use std::io::{self, Stderr};
use std::time::Duration;
use anyhow::Result;
use crossterm::{
    event::{Event, EventStream, KeyEvent, KeyEventKind},
    execute,
    terminal::{disable_raw_mode, enable_raw_mode, EnterAlternateScreen, LeaveAlternateScreen},
};
use futures_util::StreamExt;
use ratatui::{backend::CrosstermBackend, Terminal};
use tokio::sync::mpsc;

pub type Tui = Terminal<CrosstermBackend<Stderr>>;

/// Spinner and background-task polling interval
const TICK: Duration = Duration::from_millis(250);

#[derive(Debug)]
pub enum AppEvent {
    Key(KeyEvent),
    Resize,
    Tick,
}

pub struct EventHandler {
    rx: mpsc::UnboundedReceiver<AppEvent>,
}

impl EventHandler {
    pub fn new() -> Self {
        let (tx, rx) = mpsc::unbounded_channel();

        let tx_events = tx.clone();
        tokio::spawn(async move {
            let mut reader = EventStream::new();
            while let Some(evt) = reader.next().await {
                let app_event = match evt {
                    // Only key presses; releases arrive on some terminals
                    Ok(Event::Key(key)) if key.kind == KeyEventKind::Press => Some(AppEvent::Key(key)),
                    Ok(Event::Resize(_, _)) => Some(AppEvent::Resize),
                    _ => None,
                };
                if let Some(event) = app_event {
                    if tx_events.send(event).is_err() {
                        break;
                    }
                }
            }
        });

        tokio::spawn(async move {
            let mut interval = tokio::time::interval(TICK);
            loop {
                interval.tick().await;
                if tx.send(AppEvent::Tick).is_err() {
                    break;
                }
            }
        });

        Self { rx }
    }

    pub async fn next(&mut self) -> Option<AppEvent> {
        self.rx.recv().await
    }
}

pub fn init() -> Result<Tui> {
    enable_raw_mode()?;
    execute!(io::stderr(), EnterAlternateScreen)?;
    let backend = CrosstermBackend::new(io::stderr());
    Ok(Terminal::new(backend)?)
}

pub fn restore() -> Result<()> {
    execute!(io::stderr(), LeaveAlternateScreen)?;
    disable_raw_mode()?;
    Ok(())
}

/// Install panic hook to restore terminal on panic
pub fn install_panic_hook() {
    let original_hook = std::panic::take_hook();
    std::panic::set_hook(Box::new(move |panic_info| {
        let _ = restore();
        original_hook(panic_info);
    }));
}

____________

Your answer should be the full listing, copied exactly.

▶ [Solution to this problem]:
use std::io::{self, Stderr};
use std::time::Duration;
use anyhow::Result;
use crossterm::{
    event::{Event, EventStream, KeyEvent, KeyEventKind},
    execute,
    terminal::{disable_raw_mode, enable_raw_mode, EnterAlternateScreen, LeaveAlternateScreen},
};
use futures_util::StreamExt;
use ratatui::{backend::CrosstermBackend, Terminal};
use tokio::sync::mpsc;

pub type Tui = Terminal<CrosstermBackend<Stderr>>;

/// Spinner and background-task polling interval
const TICK: Duration = Duration::from_millis(250);

#[derive(Debug)]
pub enum AppEvent {
    Key(KeyEvent),
    Resize,
    Tick,
}

pub struct EventHandler {
    rx: mpsc::UnboundedReceiver<AppEvent>,
}

impl EventHandler {
    pub fn new() -> Self {
        let (tx, rx) = mpsc::unbounded_channel();

        let tx_events = tx.clone();
        tokio::spawn(async move {
            let mut reader = EventStream::new();
            while let Some(evt) = reader.next().await {
                let app_event = match evt {
                    // Only key presses; releases arrive on some terminals
                    Ok(Event::Key(key)) if key.kind == KeyEventKind::Press => Some(AppEvent::Key(key)),
                    Ok(Event::Resize(_, _)) => Some(AppEvent::Resize),
                    _ => None,
                };
                if let Some(event) = app_event {
                    if tx_events.send(event).is_err() {
                        break;
                    }
                }
            }
        });

        tokio::spawn(async move {
            let mut interval = tokio::time::interval(TICK);
            loop {
                interval.tick().await;
                if tx.send(AppEvent::Tick).is_err() {
                    break;
                }
            }
        });

        Self { rx }
    }

    pub async fn next(&mut self) -> Option<AppEvent> {
        self.rx.recv().await
    }
}

pub fn init() -> Result<Tui> {
    enable_raw_mode()?;
    execute!(io::stderr(), EnterAlternateScreen)?;
    let backend = CrosstermBackend::new(io::stderr());
    Ok(Terminal::new(backend)?)
}

pub fn restore() -> Result<()> {
    execute!(io::stderr(), LeaveAlternateScreen)?;
    disable_raw_mode()?;
    Ok(())
}

/// Install panic hook to restore terminal on panic
pub fn install_panic_hook() {
    let original_hook = std::panic::take_hook();
    std::panic::set_hook(Box::new(move |panic_info| {
        let _ = restore();
        original_hook(panic_info);
    }));
}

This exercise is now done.